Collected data
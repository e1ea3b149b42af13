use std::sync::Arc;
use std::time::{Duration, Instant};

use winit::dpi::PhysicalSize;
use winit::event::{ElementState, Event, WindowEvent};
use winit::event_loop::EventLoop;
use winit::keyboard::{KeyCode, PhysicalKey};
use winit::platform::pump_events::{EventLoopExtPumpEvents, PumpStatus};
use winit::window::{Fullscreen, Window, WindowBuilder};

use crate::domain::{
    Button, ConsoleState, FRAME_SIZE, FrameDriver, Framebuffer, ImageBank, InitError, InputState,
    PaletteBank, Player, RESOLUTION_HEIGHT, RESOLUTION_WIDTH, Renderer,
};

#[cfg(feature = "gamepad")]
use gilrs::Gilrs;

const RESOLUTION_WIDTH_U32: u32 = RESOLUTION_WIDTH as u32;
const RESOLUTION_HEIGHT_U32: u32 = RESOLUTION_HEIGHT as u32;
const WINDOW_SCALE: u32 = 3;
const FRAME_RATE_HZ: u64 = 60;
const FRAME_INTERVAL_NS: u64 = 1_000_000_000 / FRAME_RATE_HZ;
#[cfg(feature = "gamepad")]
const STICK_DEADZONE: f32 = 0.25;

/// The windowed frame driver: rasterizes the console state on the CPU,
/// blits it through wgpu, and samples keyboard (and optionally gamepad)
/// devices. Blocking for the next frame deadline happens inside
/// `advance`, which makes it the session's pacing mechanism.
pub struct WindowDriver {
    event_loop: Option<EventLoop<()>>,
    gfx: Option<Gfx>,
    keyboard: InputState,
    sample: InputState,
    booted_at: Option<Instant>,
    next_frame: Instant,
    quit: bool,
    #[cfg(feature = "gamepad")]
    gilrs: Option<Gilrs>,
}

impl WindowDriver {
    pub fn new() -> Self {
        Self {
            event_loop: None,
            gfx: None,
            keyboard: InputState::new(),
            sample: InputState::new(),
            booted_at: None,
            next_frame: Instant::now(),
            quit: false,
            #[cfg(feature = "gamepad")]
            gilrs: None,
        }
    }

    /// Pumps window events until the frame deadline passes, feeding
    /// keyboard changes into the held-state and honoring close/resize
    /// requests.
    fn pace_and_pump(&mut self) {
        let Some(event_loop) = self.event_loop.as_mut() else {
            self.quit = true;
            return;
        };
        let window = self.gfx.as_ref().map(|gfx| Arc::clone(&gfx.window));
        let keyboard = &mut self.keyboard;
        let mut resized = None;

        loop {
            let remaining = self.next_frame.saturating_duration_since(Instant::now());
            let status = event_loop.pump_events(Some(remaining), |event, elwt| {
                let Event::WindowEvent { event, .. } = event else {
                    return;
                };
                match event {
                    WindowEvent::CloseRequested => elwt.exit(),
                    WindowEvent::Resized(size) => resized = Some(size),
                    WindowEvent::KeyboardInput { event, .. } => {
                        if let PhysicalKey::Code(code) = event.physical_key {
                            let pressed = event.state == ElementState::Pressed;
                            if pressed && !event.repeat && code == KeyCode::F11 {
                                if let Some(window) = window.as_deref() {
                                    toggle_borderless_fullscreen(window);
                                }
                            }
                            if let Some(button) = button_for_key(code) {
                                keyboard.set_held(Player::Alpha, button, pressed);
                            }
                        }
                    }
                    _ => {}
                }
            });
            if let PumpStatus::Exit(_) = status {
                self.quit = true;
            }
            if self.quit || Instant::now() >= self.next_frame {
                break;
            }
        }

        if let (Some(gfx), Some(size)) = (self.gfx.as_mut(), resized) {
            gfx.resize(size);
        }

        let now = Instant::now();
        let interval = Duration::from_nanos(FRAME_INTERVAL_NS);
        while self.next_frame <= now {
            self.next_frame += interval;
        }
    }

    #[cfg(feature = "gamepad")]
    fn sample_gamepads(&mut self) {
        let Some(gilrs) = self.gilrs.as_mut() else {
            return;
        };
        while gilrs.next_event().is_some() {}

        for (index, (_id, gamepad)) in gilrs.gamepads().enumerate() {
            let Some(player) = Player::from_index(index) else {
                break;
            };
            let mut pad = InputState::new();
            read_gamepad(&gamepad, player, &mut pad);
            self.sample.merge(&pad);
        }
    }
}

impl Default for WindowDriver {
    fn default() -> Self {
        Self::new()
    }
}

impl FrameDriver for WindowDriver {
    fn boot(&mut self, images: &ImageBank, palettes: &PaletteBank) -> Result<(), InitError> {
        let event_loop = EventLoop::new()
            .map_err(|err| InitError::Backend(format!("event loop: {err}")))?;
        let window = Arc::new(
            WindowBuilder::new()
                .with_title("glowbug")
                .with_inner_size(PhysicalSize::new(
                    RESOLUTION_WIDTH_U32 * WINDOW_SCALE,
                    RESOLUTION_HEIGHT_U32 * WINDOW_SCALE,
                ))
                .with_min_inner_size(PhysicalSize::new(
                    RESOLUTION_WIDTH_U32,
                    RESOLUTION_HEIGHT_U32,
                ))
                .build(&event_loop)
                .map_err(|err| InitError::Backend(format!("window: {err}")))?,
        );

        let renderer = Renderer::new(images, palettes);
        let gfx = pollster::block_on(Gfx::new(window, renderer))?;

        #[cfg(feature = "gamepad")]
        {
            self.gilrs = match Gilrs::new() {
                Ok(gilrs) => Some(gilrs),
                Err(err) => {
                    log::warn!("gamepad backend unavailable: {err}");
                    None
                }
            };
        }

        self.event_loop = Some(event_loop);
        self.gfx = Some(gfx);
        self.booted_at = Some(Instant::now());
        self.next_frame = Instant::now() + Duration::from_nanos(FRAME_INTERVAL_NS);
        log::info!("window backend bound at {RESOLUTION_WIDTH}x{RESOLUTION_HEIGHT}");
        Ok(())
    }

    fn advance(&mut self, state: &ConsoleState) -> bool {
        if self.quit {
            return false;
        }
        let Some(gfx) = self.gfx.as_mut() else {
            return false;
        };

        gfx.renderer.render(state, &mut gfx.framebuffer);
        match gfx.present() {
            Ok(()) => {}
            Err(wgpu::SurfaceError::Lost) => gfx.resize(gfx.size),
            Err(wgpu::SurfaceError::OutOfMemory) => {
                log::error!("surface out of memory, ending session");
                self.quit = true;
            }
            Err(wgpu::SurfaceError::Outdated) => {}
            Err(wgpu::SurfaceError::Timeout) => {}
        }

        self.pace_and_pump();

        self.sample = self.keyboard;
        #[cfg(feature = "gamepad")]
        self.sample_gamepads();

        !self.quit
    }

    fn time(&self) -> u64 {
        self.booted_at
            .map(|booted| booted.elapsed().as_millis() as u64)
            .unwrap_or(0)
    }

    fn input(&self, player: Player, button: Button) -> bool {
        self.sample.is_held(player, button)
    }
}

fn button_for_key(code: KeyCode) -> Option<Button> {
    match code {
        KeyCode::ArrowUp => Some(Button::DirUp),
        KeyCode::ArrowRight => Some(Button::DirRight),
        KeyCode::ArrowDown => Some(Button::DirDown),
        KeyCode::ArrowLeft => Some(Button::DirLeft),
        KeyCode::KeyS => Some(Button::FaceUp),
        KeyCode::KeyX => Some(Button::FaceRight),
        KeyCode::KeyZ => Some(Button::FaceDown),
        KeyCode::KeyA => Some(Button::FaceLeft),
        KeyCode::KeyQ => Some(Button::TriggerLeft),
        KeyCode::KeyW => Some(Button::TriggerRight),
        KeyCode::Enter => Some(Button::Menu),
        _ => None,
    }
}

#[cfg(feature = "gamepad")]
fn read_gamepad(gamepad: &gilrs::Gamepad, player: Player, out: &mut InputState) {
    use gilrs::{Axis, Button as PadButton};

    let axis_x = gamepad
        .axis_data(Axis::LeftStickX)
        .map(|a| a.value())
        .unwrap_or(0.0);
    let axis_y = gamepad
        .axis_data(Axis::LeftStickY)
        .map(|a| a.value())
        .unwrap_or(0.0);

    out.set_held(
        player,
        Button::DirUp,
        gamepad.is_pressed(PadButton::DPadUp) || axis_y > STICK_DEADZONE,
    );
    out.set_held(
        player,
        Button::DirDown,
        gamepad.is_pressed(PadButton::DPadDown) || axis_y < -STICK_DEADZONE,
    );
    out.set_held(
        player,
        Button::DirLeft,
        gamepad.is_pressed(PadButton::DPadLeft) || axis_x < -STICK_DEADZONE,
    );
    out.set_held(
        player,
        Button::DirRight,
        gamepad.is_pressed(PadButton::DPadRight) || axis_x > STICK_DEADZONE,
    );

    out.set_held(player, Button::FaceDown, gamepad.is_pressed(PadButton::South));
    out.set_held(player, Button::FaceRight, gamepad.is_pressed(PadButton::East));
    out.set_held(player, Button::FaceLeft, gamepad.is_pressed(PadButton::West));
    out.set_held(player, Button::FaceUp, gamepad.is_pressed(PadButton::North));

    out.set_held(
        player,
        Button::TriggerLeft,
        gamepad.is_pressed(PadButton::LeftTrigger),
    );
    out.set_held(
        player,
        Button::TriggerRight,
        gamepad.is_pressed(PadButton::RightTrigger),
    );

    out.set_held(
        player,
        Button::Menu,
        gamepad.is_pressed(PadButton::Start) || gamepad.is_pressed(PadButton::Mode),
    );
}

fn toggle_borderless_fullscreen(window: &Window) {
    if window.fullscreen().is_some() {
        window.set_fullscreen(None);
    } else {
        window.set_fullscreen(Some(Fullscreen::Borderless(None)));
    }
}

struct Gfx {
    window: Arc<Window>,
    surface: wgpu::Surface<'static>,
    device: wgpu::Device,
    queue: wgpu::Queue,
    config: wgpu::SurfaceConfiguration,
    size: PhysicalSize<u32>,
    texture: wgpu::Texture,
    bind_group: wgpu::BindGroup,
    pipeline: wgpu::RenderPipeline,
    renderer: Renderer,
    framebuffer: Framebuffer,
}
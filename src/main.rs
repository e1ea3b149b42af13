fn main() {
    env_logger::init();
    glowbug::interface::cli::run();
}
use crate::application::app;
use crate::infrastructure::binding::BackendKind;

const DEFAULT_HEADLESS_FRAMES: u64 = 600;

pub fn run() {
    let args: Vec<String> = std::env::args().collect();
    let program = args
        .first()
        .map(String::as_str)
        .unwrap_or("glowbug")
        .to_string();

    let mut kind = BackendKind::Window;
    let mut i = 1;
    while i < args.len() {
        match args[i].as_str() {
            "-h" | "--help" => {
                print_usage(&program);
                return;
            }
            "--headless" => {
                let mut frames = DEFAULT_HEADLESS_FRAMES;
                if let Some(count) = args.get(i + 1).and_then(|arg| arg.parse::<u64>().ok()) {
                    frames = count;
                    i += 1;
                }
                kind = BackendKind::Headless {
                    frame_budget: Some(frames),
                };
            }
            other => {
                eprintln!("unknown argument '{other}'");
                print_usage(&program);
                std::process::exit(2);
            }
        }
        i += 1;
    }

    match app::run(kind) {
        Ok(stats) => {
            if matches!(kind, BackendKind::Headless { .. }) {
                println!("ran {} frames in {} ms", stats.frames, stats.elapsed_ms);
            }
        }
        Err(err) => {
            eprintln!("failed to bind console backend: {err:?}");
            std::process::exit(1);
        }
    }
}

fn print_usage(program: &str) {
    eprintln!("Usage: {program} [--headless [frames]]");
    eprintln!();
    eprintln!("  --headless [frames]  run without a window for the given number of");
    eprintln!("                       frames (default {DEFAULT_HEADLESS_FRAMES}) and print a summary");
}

● **Task instructions**: Every line from the first entry to the line containing "const RESOLUTION_HEIGHT_U32: u32" should be transcribed exactly, and nothing beyond it.

● **Finished exercise**:
repository e1ea3b149b42af13
use std::sync::Arc;
use std::time::{Duration, Instant};

use winit::dpi::PhysicalSize;
use winit::event::{ElementState, Event, WindowEvent};
use winit::event_loop::EventLoop;
use winit::keyboard::{KeyCode, PhysicalKey};
use winit::platform::pump_events::{EventLoopExtPumpEvents, PumpStatus};
use winit::window::{Fullscreen, Window, WindowBuilder};

use crate::domain::{
    Button, ConsoleState, FRAME_SIZE, FrameDriver, Framebuffer, ImageBank, InitError, InputState,
    PaletteBank, Player, RESOLUTION_HEIGHT, RESOLUTION_WIDTH, Renderer,
};

#[cfg(feature = "gamepad")]
use gilrs::Gilrs;

const RESOLUTION_WIDTH_U32: u32 = RESOLUTION_WIDTH as u32;
const RESOLUTION_HEIGHT_U32: u32 = RESOLUTION_HEIGHT as u32;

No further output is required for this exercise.